>>>>

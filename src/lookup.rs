use crate::error::IngestError;

/// Vehicle type labels, indexed by the `vehicleType` code.
pub static VEHICLE_TYPES: &[&str] = &[
    "Other",
    "Large Bus",
    "Truck",
    "Car",
    "Minibus",
    "Small Truck",
    "Pedestrian",
    "Two-wheeler",
    "Tricycle",
    "SUV/MPV",
    "Medium Bus",
    "Motor Vehicle",
    "Non-motor Vehicle",
    "Small Car",
    "Mini Car",
    "Pickup",
    "Container Truck",
    "Mini Truck",
    "Slag Car",
    "Crane",
    "Oil Tank Truck",
    "Hazardous Chemicals Vehicle",
];

pub static VEHICLE_COLORS: &[(&str, &str)] = &[
    ("unknown", "Unknown"),
    ("white", "White"),
    ("silver", "Silver"),
    ("gray", "Gray"),
    ("black", "Black"),
    ("red", "Red"),
    ("deepBlue", "Dark Blue"),
    ("blue", "Blue"),
    ("yellow", "Yellow"),
    ("green", "Green"),
    ("brown", "Brown"),
    ("pink", "Pink"),
    ("purple", "Purple"),
    ("deepGray", "Dark Gray"),
    ("cyan", "Cyan"),
    ("orange", "Orange"),
];

/// Logo labels keyed by brand code, sorted by code.
pub static VEHICLE_LOGOS: &[(u32, &str)] = &[
    (0, "Other"),
    (1, "Volkswagen"),
    (2, "Buick"),
    (3, "BMW"),
    (4, "Honda"),
    (5, "Peugeot"),
    (6, "Toyota"),
    (7, "Ford"),
    (8, "Nissan"),
    (9, "Audi"),
    (10, "Mazda"),
    (11, "Chevrolet"),
    (12, "Citroen"),
    (13, "Hyundai"),
    (14, "Chery"),
    (15, "Kia"),
    (16, "Roewe"),
    (17, "Mitsubishi"),
    (18, "Skoda"),
    (19, "Geely"),
    (20, "Zhonghua"),
    (21, "Volvo"),
    (22, "Lexus"),
    (23, "Fiat"),
    (24, "Emgrand"),
    (25, "Dongfeng"),
    (26, "BYD"),
    (27, "Suzuki"),
    (28, "Jinbei"),
    (29, "Haima"),
    (30, "SGMW"),
    (31, "JAC"),
    (32, "Subaru"),
    (33, "Englon"),
    (34, "Great Wall"),
    (35, "Hafei"),
    (36, "Isuzu"),
    (37, "Southeast"),
    (38, "Changan"),
    (39, "Foton"),
    (40, "Xiali"),
    (41, "Mercedes-Benz"),
    (42, "FAW"),
    (43, "Naveco"),
    (44, "Lifan"),
    (45, "Besturn"),
    (46, "Crown"),
    (47, "Renault"),
    (48, "JMC"),
    (49, "MG"),
    (50, "Kama"),
    (51, "Zotye"),
    (52, "Changhe"),
    (53, "King Long"),
    (54, "Huizhong"),
    (55, "Sunlong"),
    (56, "Higer"),
    (57, "Yutong"),
    (58, "Sinotruk"),
    (59, "Beiben"),
    (60, "Xingma"),
    (61, "Yuejin"),
    (62, "Huanghai"),
    (63, "Old Wallon"),
    (64, "Changan Commercial"),
    (65, "Porsche"),
    (66, "Cadillac"),
    (67, "Infiniti"),
    (68, "Geely Gleagle"),
    (69, "Jeep"),
    (70, "Land Rover"),
];

/// Code to label tables used while decoding `vehicleInfo`.
#[derive(Debug, Clone, Copy)]
pub struct LookupTables {
    pub vehicle_types: &'static [&'static str],
    pub vehicle_colors: &'static [(&'static str, &'static str)],
    pub vehicle_logos: &'static [(u32, &'static str)],
}

impl Default for LookupTables {
    fn default() -> Self {
        LookupTables {
            vehicle_types: VEHICLE_TYPES,
            vehicle_colors: VEHICLE_COLORS,
            vehicle_logos: VEHICLE_LOGOS,
        }
    }
}

impl LookupTables {
    pub fn vehicle_type(&self, code: i64) -> Result<&'static str, IngestError> {
        usize::try_from(code)
            .ok()
            .and_then(|i| self.vehicle_types.get(i))
            .copied()
            .ok_or_else(|| unknown("vehicle type", code))
    }

    pub fn vehicle_color(&self, code: &str) -> Result<&'static str, IngestError> {
        self.vehicle_colors
            .iter()
            .find(|(key, _)| *key == code)
            .map(|(_, label)| *label)
            .ok_or_else(|| unknown("vehicle color", code))
    }

    pub fn vehicle_logo(&self, code: i64) -> Result<&'static str, IngestError> {
        u32::try_from(code)
            .ok()
            .and_then(|c| {
                self.vehicle_logos
                    .binary_search_by_key(&c, |(key, _)| *key)
                    .ok()
            })
            .map(|i| self.vehicle_logos[i].1)
            .ok_or_else(|| unknown("vehicle logo", code))
    }
}

fn unknown(table: &'static str, code: impl ToString) -> IngestError {
    IngestError::Lookup {
        table,
        code: code.to_string(),
    }
}
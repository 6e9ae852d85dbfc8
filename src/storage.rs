use crate::error::StorageError;
use crate::types::{EventTime, Picture, PictureKind};
use log::info;
use std::io;
use std::path::{Path, PathBuf};
use tokio::fs;
use unicode_normalization::UnicodeNormalization;

/// Outcome of persisting one attached picture.
#[derive(Debug)]
pub struct SavedPicture {
    pub kind: PictureKind,
    pub result: Result<PathBuf, StorageError>,
}

/// Lays pictures out as `<root>/<plate>/<YYYY-MM-DD_HH-MM-SS>/<filename>`.
#[derive(Debug, Clone)]
pub struct ImageStore {
    root: PathBuf,
}

impl ImageStore {
    pub fn new(root: impl Into<PathBuf>) -> Self {
        ImageStore { root: root.into() }
    }

    pub fn event_dir(&self, plate: &str, time: &EventTime) -> PathBuf {
        self.root
            .join(sanitize_component(plate))
            .join(time.folder_name())
    }

    /// Writes every picture, continuing past individual failures. The event
    /// directory is only touched when there is at least one picture.
    pub async fn save_all(
        &self,
        plate: &str,
        time: &EventTime,
        pictures: &[Picture],
    ) -> Vec<SavedPicture> {
        if pictures.is_empty() {
            return Vec::new();
        }

        let dir = self.event_dir(plate, time);
        let mut saved = Vec::with_capacity(pictures.len());
        if let Err(e) = ensure_dir(&dir).await {
            let mut first = Some(e);
            for picture in pictures {
                let err = first
                    .take()
                    .unwrap_or_else(|| StorageError::DirectoryUnavailable { path: dir.clone() });
                saved.push(SavedPicture {
                    kind: picture.kind,
                    result: Err(err),
                });
            }
            return saved;
        }

        for picture in pictures {
            saved.push(SavedPicture {
                kind: picture.kind,
                result: save_picture(&dir, picture).await,
            });
        }
        saved
    }
}

/// Creates the event directory. Returns whether this call created the leaf,
/// so the log line is written once even when requests race.
async fn ensure_dir(dir: &Path) -> Result<bool, StorageError> {
    let create_err = |source| StorageError::CreateDir {
        path: dir.to_path_buf(),
        source,
    };
    if let Some(parent) = dir.parent() {
        fs::create_dir_all(parent).await.map_err(create_err)?;
    }
    match fs::create_dir(dir).await {
        Ok(()) => {
            info!("Directory '{}' created successfully.", dir.display());
            Ok(true)
        }
        Err(e) if e.kind() == io::ErrorKind::AlreadyExists => Ok(false),
        Err(e) => Err(create_err(e)),
    }
}

async fn save_picture(dir: &Path, picture: &Picture) -> Result<PathBuf, StorageError> {
    let filename = sanitize_filename(&picture.filename);
    if filename.is_empty() {
        return Err(StorageError::EmptyFilename {
            original: picture.filename.clone(),
        });
    }
    let path = dir.join(filename);
    fs::write(&path, &picture.data)
        .await
        .map_err(|source| StorageError::Write {
            path: path.clone(),
            source,
        })?;
    Ok(path)
}

/// Reduces a client filename to a single safe ASCII path component.
/// Accents are decomposed first so `café.jpg` keeps its `e`. May return an
/// empty string.
pub fn sanitize_filename(name: &str) -> String {
    let spaced: String = name
        .nfkd()
        .map(|c| if c == '/' || c == '\\' { ' ' } else { c })
        .collect();
    let joined = spaced.split_whitespace().collect::<Vec<_>>().join("_");
    let kept: String = joined
        .chars()
        .filter(|c| c.is_ascii_alphanumeric() || matches!(c, '_' | '.' | '-'))
        .collect();
    kept.trim_matches(|c| c == '.' || c == '_').to_string()
}

/// Makes a plate usable as a directory name. Non-latin plates keep their
/// characters.
fn sanitize_component(plate: &str) -> String {
    let mapped: String = plate
        .trim()
        .chars()
        .map(|c| {
            if c.is_alphanumeric() || c == '-' || c == '_' {
                c
            } else {
                '_'
            }
        })
        .collect();
    let trimmed = mapped.trim_matches('_');
    if trimmed.is_empty() {
        "unknown".to_string()
    } else {
        trimmed.to_string()
    }
}
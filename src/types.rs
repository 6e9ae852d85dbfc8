use chrono::{DateTime, FixedOffset, NaiveDate, NaiveDateTime};
use std::fmt;

/// Timestamp reported by the camera. Devices without a configured timezone
/// send no offset, so both shapes are kept as received.
#[derive(Debug, Clone, Copy, PartialEq, Eq)]
pub enum EventTime {
    Zoned(DateTime<FixedOffset>),
    Local(NaiveDateTime),
}

impl EventTime {
    pub fn parse(s: &str) -> Option<Self> {
        let s = s.trim();
        if let Ok(t) = DateTime::parse_from_rfc3339(s) {
            return Some(EventTime::Zoned(t));
        }
        if let Ok(t) = DateTime::parse_from_str(s, "%Y-%m-%dT%H:%M:%S%.f%z") {
            return Some(EventTime::Zoned(t));
        }
        ["%Y-%m-%dT%H:%M:%S%.f", "%Y-%m-%d %H:%M:%S%.f"]
            .iter()
            .find_map(|fmt| NaiveDateTime::parse_from_str(s, fmt).ok())
            .or_else(|| {
                NaiveDate::parse_from_str(s, "%Y-%m-%d")
                    .ok()
                    .and_then(|d| d.and_hms_opt(0, 0, 0))
            })
            .map(EventTime::Local)
    }

    /// Wall-clock time as the camera saw it.
    pub fn local(&self) -> NaiveDateTime {
        match self {
            EventTime::Zoned(t) => t.naive_local(),
            EventTime::Local(t) => *t,
        }
    }

    pub fn folder_name(&self) -> String {
        self.local().format("%Y-%m-%d_%H-%M-%S").to_string()
    }
}

impl fmt::Display for EventTime {
    fn fmt(&self, f: &mut fmt::Formatter<'_>) -> fmt::Result {
        match self {
            EventTime::Zoned(t) => write!(f, "{}", t.format("%Y-%m-%d %H:%M:%S%.f%:z")),
            EventTime::Local(t) => write!(f, "{}", t.format("%Y-%m-%d %H:%M:%S%.f")),
        }
    }
}

#[derive(Debug, Clone, PartialEq)]
pub struct VehicleInfo {
    pub vehicle_type: &'static str,
    pub color: &'static str,
    pub speed: i64,
    pub logo: &'static str,
    // Sub-logo and model come from tags the firmware misspells; their meaning
    // upstream is not documented, so the model stays a raw code.
    pub sub_logo: &'static str,
    pub model: i64,
}

/// One plate recognition report, built per request and dropped after logging.
#[derive(Debug, Clone, PartialEq)]
pub struct DetectionEvent {
    pub date_time: EventTime,
    pub license_plate: String,
    pub plate_type: String,
    pub plate_color: String,
    pub speed_limit: String,
    pub vehicle: Option<VehicleInfo>,
}

const ABSENT: &str = "null";

impl fmt::Display for DetectionEvent {
    fn fmt(&self, f: &mut fmt::Formatter<'_>) -> fmt::Result {
        write!(
            f,
            "dateTime={} licensePlate={} plateType={} plateColor={} speedLimit={}",
            self.date_time, self.license_plate, self.plate_type, self.plate_color, self.speed_limit
        )?;
        match &self.vehicle {
            Some(v) => write!(
                f,
                " vehicleType={} vehicleColor={} vehicleSpeed={} vehicleLogoRecog={} vehicleSubLogoRecog={} vehicleModel={}",
                v.vehicle_type, v.color, v.speed, v.logo, v.sub_logo, v.model
            ),
            None => write!(
                f,
                " vehicleType={a} vehicleColor={a} vehicleSpeed={a} vehicleLogoRecog={a} vehicleSubLogoRecog={a} vehicleModel={a}",
                a = ABSENT
            ),
        }
    }
}

#[derive(Debug, Clone, Copy, PartialEq, Eq)]
pub enum PictureKind {
    LicensePlate,
    Detection,
}

impl PictureKind {
    pub fn from_field(name: &str) -> Option<Self> {
        match name {
            "licensePlatePicture.jpg" => Some(PictureKind::LicensePlate),
            "detectionPicture.jpg" => Some(PictureKind::Detection),
            _ => None,
        }
    }
}

impl fmt::Display for PictureKind {
    fn fmt(&self, f: &mut fmt::Formatter<'_>) -> fmt::Result {
        match self {
            PictureKind::LicensePlate => write!(f, "licensePlatePicture"),
            PictureKind::Detection => write!(f, "detectionPicture"),
        }
    }
}

/// An attached image with the filename the client sent.
#[derive(Debug, Clone)]
pub struct Picture {
    pub kind: PictureKind,
    pub filename: String,
    pub data: Vec<u8>,
}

<<<<

WHAT TO WORK ON: Sift through the entries and copy every line with "push".

YOUR RESPONSE:
                saved.push(SavedPicture {
            saved.push(SavedPicture {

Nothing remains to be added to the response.